Kepala Pusat Data, Informasi, dan Komunikasi Kebencanaan BNPB, Abdul Muhari, menjelaskan angka tersebut dihimpun dari daftar absensi pondok serta laporan pihak keluarga. “Per Rabu (1/10) pukul 23.00 WIB, jumlah korban yang masih terjebak diperkirakan 59 orang. Namun angka ini bisa berubah karena ada kemungkinan sebagian orang selamat tetapi tidak melapor,” ujar Abdul dalam keterangannya, Kamis (2/10/2025).
Hingga hari ketiga pencarian, tim SAR gabungan berhasil menyelamatkan lima orang dalam kondisi hidup. Satu di antaranya dilaporkan kritis dan telah mendapatkan perawatan intensif di RSUD Sidoarjo. Selain itu, dua jenazah juga berhasil ditemukan sehingga total korban meninggal dunia bertambah menjadi lima orang. Seluruh jenazah dievakuasi ke RS Siti Hajar untuk penanganan lebih lanjut.
Menurut Abdul, pencarian korban tersisa cukup menantang. Salah satu titik lokasi terakhir diperkirakan masih ada tanda-tanda kehidupan, namun posisi korban berada di area sulit. “Kondisinya sangat berisiko. Jika menggunakan alat berat, dikhawatirkan justru memperburuk situasi karena struktur bangunan sangat rapuh,” jelasnya.
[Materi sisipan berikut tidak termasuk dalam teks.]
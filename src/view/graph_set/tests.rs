use approx::assert_abs_diff_eq;

use super::*;
use crate::data::{Coordinate, Nucleus, Subspectrum};
use crate::view::canvas::{DrawOp, RecordingCanvas};

/// Lorentzian lines of height 10 on x = 0..100 in steps of 0.5
fn lines(title: &str, centers: &[f64]) -> Spectrum {
    let coords = (0..=200)
        .map(|i| {
            let x = i as f64 * 0.5;
            let y = centers
                .iter()
                .map(|c| 10.0 / (1.0 + (x - c).powi(2)))
                .sum();
            Coordinate::new(x, y)
        })
        .collect();
    Spectrum::new(title, coords)
}

fn set_over(spectra: &[Spectrum]) -> GraphSet {
    let mut gs = GraphSet::new((0..spectra.len()).collect(), spectra, &ViewConfig::default())
        .expect("compatible spectra");
    gs.set_panel_size(600, 440);
    gs
}

fn x_tolerance(gs: &GraphSet) -> f64 {
    2.0 * gs.x_factor()
}

#[test]
fn test_frame_geometry() {
    let spectra = vec![lines("peaks", &[30.0, 70.0])];
    let gs = set_over(&spectra);
    let f = *gs.frame();
    assert_eq!((f.x_pixel0, f.x_pixel1), (60, 549));
    assert_eq!((f.y_pixel0, f.y_pixel1), (30, 374));
    assert_eq!(f.x_pixels, 490);
    assert_eq!(f.y_pixels, 345);
    assert!(gs.is_in_plot_region(300, 200));
    assert!(!gs.is_in_plot_region(20, 200));
    assert!(gs.has_point(20, 200));
}

#[test]
fn test_pixel_round_trip_stays_within_a_pixel() {
    let spectra = vec![lines("peaks", &[30.0, 70.0])];
    let gs = set_over(&spectra);
    for x in [3.7, 37.3, 88.1] {
        assert_abs_diff_eq!(gs.to_x(gs.to_pixel_x(x)), x, epsilon = x_tolerance(&gs));
    }
    let yf = gs.y_factor();
    for y in [0.5, 4.2, 9.9] {
        assert_abs_diff_eq!(gs.to_y(gs.to_pixel_y(y)), y, epsilon = 2.0 * yf);
    }
    assert_eq!(gs.to_pixel_y(f64::NAN), i32::MIN);
}

#[test]
fn test_reversed_axis_runs_right_to_left() {
    let spectra = vec![Spectrum::nmr(
        "1H",
        Nucleus::H1,
        400.0,
        lines("", &[3.0]).coords,
    )];
    let gs = set_over(&spectra);
    assert!(!gs.is_x_left_to_right());
    assert!(gs.to_pixel_x(90.0) < gs.to_pixel_x(10.0));
}

#[test]
fn test_new_rejects_bad_input() {
    let ir = lines("ir", &[50.0]);
    let nmr = Spectrum::nmr("1H", Nucleus::H1, 400.0, lines("", &[3.0]).coords);
    let spectra = vec![ir, nmr];
    let config = ViewConfig::default();

    let err = GraphSet::new(vec![0, 1], &spectra, &config).err();
    assert!(matches!(
        err,
        Some(ViewError::ScalesIncompatible { ref first, ref other }) if first == "ir" && other == "1H"
    ));
    assert!(matches!(
        GraphSet::new(vec![], &spectra, &config).err(),
        Some(ViewError::NoSpectra)
    ));
    assert!(matches!(
        GraphSet::new(vec![5], &spectra, &config).err(),
        Some(ViewError::SpectrumIndex(5))
    ));
    let empty = vec![Spectrum::new("empty", Vec::new())];
    assert!(matches!(
        GraphSet::new(vec![0], &empty, &config).err(),
        Some(ViewError::EmptySpectrum(_))
    ));
}

#[test]
fn test_zoom_then_previous_restores_view_exactly() {
    let spectra = vec![lines("peaks", &[30.0, 70.0])];
    let mut gs = set_over(&spectra);
    let original = gs.view().clone();

    assert!(gs.zoom(&spectra, 20.0, 0.0, 60.0, 10.0));
    assert_eq!(gs.history_len(), 2);
    assert_eq!(gs.current_zoom_index(), 1);
    assert_eq!(gs.view().min_x(), 20.0);
    assert_eq!(gs.view().max_x(), 60.0);

    gs.previous_view();
    assert_eq!(gs.current_zoom_index(), 0);
    assert_eq!(gs.view(), &original);

    gs.next_view();
    assert_eq!(gs.view().min_x(), 20.0);
    assert!(gs
        .take_events()
        .contains(&ViewEvent::Zoomed { min_x: 20.0, max_x: 60.0 }));
}

#[test]
fn test_zoom_truncates_forward_history() {
    let spectra = vec![lines("peaks", &[30.0, 70.0])];
    let mut gs = set_over(&spectra);
    gs.zoom(&spectra, 10.0, 0.0, 90.0, 10.0);
    gs.zoom(&spectra, 20.0, 0.0, 80.0, 10.0);
    gs.previous_view();
    gs.zoom(&spectra, 40.0, 0.0, 50.0, 10.0);
    assert_eq!(gs.history_len(), 3);
    assert_eq!(gs.current_zoom_index(), 2);
    gs.next_view();
    assert_eq!(gs.view().min_x(), 40.0);
}

#[test]
fn test_clear_views_then_next_is_noop() {
    let spectra = vec![lines("peaks", &[30.0, 70.0])];
    let mut gs = set_over(&spectra);
    gs.zoom(&spectra, 10.0, 0.0, 90.0, 10.0);
    gs.zoom(&spectra, 20.0, 0.0, 80.0, 10.0);
    gs.clear_views();
    assert_eq!(gs.history_len(), 1);
    let base = gs.view().clone();
    gs.next_view();
    assert_eq!(gs.current_zoom_index(), 0);
    assert_eq!(gs.view(), &base);
}

#[test]
fn test_zoom_with_too_few_points_is_rejected() {
    let spectra = vec![lines("peaks", &[30.0, 70.0])];
    let mut gs = set_over(&spectra);
    assert!(!gs.zoom(&spectra, 10.0, 0.0, 10.4, 10.0));
    assert_eq!(gs.history_len(), 1);
    assert_eq!(gs.view().min_x(), 0.0);
}

#[test]
fn test_small_drag_adds_no_history() {
    let spectra = vec![lines("peaks", &[30.0, 70.0])];
    let mut gs = set_over(&spectra);
    for ((x0, y0), (x1, y1)) in [((10, 10), (12, 11)), ((200, 200), (202, 201))] {
        gs.mouse_pressed(&spectra, x0, y0, false);
        gs.mouse_dragged(&spectra, x1, y1);
        gs.mouse_released(&spectra);
        assert_eq!(gs.history_len(), 1);
        assert!(gs.widgets().zoom_box_1d.is_collapsed());
    }
}

#[test]
fn test_zoom_box_drag_commits_view() {
    let spectra = vec![lines("peaks", &[30.0, 70.0])];
    let mut gs = set_over(&spectra);
    let x0 = gs.to_x(100);
    let x1 = gs.to_x(300);
    gs.mouse_pressed(&spectra, 100, 100, false);
    assert_eq!(gs.active_widget(), Some(WidgetKind::ZoomBox1D));
    gs.mouse_dragged(&spectra, 300, 250);
    gs.mouse_released(&spectra);
    assert_eq!(gs.history_len(), 2);
    assert_abs_diff_eq!(gs.view().min_x(), x0, epsilon = 1e-9);
    assert_abs_diff_eq!(gs.view().max_x(), x1, epsilon = 1e-9);
    assert_eq!(gs.active_widget(), None);
}

#[test]
fn test_pin_drag_zooms_live_and_commits_on_release() {
    let spectra = vec![lines("peaks", &[30.0, 70.0])];
    let mut gs = set_over(&spectra);
    let pin = gs.widgets().pin_x0.clone();
    gs.mouse_pressed(&spectra, pin.x_pixel0, pin.y_pixel0, false);
    assert_eq!(gs.active_widget(), Some(WidgetKind::Pin1Dx0));

    gs.mouse_dragged(&spectra, 159, pin.y_pixel0);
    assert_eq!(gs.history_len(), 1);
    assert_abs_diff_eq!(gs.view().min_x(), gs.to_x0(159), epsilon = 1e-9);

    gs.mouse_released(&spectra);
    assert_eq!(gs.history_len(), 2);
}

#[test]
fn test_set_zoom_with_nan_x_sets_y_only() {
    let spectra = vec![lines("peaks", &[30.0, 70.0])];
    let mut gs = set_over(&spectra);
    gs.set_zoom(&spectra, f64::NAN, 2.0, 0.0, 8.0);
    assert_eq!(gs.view().min_x(), 0.0);
    assert_eq!(gs.view().max_x(), 100.0);
    assert_eq!(gs.axis().min_y, 2.0);
    assert_eq!(gs.axis().max_y, 8.0);
}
Apabila nantinya tidak lagi terdeteksi adanya tanda-tanda kehidupan, BNPB bersama Basarnas dan Pemprov Jatim berencana bermusyawarah dengan pihak keluarga untuk memutuskan langkah lanjutan. Termasuk kemungkinan menggunakan alat berat demi mempercepat proses evakuasi seluruh korban.
Hingga kini, operasi SAR masih terus dilakukan dengan mengutamakan keselamatan korban maupun petugas. Pemerintah berharap seluruh proses penanganan bisa berjalan cepat, namun tetap hati-hati agar tidak menambah risiko.